(Source material)
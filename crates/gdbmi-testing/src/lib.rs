//! Testing infrastructure for gdbmi integration tests.
//!
//! This crate provides utilities for driving sessions without a real debugger:
//! - `FakeDebugger`: scripted debugger end of an in-memory pipe
//! - `RecordingUi`: `Ui` implementation that records every call
//! - `TestWorld`: sessions and hosts wired to the two above
//! - `fixtures`: MI output lines and transcript files

pub mod debugger;
pub mod fixtures;
pub mod ui;
pub mod world;

pub use debugger::FakeDebugger;
pub use ui::{RecordingUi, UiCall};
pub use world::TestWorld;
(End Source material)
▶ **Try it**
Search the material above for lines containing the string "fixtures", then pull them out.

▶ **Result**
//! - `fixtures`: MI output lines and transcript files
pub mod fixtures;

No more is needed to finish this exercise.